Exercise brief »
In the listing below, find the line with "pub struct EndInfo" and the line with "write_address(&self.address, writer);". Repeat those two lines and all lines between them exactly.
Segment Start: Material to process
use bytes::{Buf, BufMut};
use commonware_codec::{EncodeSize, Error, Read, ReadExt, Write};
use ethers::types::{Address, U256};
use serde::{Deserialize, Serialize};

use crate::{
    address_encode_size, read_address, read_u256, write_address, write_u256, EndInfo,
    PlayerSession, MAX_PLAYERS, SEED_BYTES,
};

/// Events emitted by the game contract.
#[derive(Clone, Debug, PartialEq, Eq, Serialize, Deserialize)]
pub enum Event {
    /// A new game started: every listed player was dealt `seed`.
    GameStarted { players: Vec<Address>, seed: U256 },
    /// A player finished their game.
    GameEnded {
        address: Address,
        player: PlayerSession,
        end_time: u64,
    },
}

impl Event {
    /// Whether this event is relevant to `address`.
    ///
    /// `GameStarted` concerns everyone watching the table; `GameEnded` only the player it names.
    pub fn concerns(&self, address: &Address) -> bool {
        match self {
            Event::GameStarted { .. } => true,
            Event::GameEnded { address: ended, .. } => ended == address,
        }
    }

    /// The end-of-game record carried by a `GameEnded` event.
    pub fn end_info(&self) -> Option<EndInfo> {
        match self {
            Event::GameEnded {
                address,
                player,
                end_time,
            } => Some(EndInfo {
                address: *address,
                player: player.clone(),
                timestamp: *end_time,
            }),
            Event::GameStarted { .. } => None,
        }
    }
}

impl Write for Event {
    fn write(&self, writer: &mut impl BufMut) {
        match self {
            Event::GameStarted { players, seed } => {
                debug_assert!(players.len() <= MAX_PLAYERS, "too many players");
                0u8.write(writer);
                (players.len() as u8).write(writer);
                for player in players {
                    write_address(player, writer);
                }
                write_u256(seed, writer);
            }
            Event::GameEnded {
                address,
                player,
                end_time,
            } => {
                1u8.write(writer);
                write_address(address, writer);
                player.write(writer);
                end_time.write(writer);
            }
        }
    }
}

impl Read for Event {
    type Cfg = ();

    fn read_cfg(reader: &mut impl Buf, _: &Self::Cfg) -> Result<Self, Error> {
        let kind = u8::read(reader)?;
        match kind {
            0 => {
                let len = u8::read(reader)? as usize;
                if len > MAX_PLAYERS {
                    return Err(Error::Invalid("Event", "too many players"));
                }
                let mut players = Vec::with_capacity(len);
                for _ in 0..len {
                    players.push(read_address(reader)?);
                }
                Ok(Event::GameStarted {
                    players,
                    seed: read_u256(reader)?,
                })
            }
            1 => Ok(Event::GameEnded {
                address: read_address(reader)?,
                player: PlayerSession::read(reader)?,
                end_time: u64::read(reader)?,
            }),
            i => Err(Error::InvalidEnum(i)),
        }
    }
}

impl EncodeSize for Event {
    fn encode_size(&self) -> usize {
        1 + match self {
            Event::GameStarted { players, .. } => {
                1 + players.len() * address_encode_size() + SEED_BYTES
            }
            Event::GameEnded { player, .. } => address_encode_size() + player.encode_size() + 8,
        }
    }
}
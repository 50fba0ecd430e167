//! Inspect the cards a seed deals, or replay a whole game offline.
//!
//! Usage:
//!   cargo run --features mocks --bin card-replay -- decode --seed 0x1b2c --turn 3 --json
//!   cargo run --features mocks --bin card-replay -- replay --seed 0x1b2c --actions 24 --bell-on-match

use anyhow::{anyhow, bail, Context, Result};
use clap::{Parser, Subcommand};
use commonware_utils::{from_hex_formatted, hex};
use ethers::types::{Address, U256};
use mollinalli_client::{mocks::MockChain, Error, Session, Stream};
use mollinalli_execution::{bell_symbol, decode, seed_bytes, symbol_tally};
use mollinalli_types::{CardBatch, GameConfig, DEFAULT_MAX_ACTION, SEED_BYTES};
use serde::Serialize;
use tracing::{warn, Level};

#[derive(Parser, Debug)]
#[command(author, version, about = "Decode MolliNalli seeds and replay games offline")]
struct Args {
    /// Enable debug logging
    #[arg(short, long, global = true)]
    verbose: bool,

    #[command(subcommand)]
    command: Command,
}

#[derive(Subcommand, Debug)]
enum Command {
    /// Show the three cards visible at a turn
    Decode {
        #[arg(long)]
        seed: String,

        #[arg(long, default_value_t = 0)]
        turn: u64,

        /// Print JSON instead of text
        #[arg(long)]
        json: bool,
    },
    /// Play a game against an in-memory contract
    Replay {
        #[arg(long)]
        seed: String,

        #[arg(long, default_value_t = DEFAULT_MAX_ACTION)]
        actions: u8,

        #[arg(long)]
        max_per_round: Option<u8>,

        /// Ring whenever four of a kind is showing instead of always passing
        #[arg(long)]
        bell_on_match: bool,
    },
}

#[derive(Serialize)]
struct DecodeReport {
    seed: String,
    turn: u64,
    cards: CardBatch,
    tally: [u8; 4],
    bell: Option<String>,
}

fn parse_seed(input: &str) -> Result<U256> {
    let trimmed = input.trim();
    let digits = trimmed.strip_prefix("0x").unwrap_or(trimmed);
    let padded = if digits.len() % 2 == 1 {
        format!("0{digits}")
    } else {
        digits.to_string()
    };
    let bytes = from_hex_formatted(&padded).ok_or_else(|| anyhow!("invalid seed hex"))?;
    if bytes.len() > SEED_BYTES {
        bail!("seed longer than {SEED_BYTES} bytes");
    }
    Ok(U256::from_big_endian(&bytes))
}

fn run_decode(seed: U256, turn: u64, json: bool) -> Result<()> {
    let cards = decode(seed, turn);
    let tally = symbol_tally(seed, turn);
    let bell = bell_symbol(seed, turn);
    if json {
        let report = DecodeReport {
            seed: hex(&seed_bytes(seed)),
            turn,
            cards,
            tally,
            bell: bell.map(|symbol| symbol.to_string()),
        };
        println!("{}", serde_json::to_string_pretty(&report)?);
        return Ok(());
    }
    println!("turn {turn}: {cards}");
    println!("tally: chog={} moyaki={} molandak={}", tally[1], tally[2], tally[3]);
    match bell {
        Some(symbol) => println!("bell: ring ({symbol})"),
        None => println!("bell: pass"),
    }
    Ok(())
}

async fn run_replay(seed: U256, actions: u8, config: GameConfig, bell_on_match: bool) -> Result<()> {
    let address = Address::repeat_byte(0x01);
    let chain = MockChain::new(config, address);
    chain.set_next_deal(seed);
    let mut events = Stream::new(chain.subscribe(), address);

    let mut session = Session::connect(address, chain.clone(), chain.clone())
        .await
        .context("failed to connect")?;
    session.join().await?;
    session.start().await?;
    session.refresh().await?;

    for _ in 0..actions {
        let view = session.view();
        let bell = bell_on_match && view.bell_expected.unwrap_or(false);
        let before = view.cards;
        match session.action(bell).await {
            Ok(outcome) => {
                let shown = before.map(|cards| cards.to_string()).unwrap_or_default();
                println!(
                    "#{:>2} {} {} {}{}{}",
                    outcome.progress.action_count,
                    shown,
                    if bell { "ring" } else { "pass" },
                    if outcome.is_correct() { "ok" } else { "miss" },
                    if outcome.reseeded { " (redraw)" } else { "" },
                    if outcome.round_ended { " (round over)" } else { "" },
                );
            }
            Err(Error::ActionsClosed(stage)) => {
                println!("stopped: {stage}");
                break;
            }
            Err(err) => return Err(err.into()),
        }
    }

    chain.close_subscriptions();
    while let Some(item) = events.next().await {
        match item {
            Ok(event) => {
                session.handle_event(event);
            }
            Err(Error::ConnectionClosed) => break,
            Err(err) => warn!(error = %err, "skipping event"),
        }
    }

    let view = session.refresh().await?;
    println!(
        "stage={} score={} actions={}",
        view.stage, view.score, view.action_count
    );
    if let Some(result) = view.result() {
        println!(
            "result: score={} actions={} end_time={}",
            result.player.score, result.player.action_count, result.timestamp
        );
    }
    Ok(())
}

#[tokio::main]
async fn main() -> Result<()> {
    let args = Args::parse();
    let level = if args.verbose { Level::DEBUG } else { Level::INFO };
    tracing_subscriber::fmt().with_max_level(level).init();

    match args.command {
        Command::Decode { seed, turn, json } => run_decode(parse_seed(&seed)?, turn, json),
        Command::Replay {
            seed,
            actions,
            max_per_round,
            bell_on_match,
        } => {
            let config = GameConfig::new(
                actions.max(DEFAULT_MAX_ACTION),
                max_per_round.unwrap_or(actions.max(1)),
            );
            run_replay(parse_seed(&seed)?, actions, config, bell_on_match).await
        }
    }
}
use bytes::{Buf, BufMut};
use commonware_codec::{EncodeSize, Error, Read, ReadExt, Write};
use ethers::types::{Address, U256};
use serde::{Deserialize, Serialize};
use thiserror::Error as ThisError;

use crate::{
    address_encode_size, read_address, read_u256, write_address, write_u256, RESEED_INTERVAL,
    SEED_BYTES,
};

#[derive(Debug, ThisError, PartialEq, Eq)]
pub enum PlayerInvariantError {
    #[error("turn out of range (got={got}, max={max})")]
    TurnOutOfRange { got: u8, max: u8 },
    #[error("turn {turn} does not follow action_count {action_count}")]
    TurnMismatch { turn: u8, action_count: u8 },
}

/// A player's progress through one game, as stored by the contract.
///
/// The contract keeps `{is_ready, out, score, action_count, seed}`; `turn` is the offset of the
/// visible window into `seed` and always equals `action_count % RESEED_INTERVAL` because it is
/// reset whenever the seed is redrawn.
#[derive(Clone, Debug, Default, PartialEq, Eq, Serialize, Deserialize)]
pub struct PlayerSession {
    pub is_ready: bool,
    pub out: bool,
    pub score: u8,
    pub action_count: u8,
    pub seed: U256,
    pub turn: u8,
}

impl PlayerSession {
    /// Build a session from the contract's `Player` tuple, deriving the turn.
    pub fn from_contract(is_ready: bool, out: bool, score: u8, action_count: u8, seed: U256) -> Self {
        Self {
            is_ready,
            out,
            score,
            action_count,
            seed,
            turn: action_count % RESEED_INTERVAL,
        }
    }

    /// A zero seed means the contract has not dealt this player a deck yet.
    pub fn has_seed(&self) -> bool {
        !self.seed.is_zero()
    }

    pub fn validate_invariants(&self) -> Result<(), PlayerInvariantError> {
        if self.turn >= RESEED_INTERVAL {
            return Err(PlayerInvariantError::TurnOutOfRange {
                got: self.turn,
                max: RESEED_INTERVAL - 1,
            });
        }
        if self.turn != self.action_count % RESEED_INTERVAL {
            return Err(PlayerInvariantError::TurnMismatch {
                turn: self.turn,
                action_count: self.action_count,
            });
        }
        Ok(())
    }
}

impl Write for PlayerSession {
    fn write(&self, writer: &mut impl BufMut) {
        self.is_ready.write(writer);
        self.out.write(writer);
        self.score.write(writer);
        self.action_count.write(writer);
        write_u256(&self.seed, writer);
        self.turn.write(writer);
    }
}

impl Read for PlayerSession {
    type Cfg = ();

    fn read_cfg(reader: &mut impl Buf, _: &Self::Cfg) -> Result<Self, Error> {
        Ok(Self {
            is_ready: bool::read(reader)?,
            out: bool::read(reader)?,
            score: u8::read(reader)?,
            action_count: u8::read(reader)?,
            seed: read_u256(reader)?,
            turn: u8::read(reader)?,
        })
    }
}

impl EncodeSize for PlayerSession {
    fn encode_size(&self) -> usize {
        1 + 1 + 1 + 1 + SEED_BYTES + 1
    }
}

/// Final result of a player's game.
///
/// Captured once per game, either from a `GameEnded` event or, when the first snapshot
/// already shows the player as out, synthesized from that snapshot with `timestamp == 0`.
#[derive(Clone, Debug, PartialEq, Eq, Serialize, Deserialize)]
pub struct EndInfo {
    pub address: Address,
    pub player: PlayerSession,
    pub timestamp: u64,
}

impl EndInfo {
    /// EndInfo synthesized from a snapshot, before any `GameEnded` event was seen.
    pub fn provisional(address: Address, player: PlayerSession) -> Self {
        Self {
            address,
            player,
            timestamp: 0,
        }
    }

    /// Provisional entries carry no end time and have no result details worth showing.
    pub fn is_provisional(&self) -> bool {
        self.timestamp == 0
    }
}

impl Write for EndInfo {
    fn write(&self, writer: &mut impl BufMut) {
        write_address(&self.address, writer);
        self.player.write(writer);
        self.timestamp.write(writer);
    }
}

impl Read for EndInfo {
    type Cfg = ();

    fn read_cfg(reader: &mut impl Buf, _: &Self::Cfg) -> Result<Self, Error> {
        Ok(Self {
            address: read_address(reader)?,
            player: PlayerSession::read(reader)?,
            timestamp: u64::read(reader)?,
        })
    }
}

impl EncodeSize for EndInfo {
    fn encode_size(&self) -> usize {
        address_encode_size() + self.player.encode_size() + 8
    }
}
Segment End: Material to process
Written solution »
pub struct EndInfo {
    pub address: Address,
    pub player: PlayerSession,
    pub timestamp: u64,
}

impl EndInfo {
    /// EndInfo synthesized from a snapshot, before any `GameEnded` event was seen.
    pub fn provisional(address: Address, player: PlayerSession) -> Self {
        Self {
            address,
            player,
            timestamp: 0,
        }
    }

    /// Provisional entries carry no end time and have no result details worth showing.
    pub fn is_provisional(&self) -> bool {
        self.timestamp == 0
    }
}

impl Write for EndInfo {
    fn write(&self, writer: &mut impl BufMut) {
        write_address(&self.address, writer);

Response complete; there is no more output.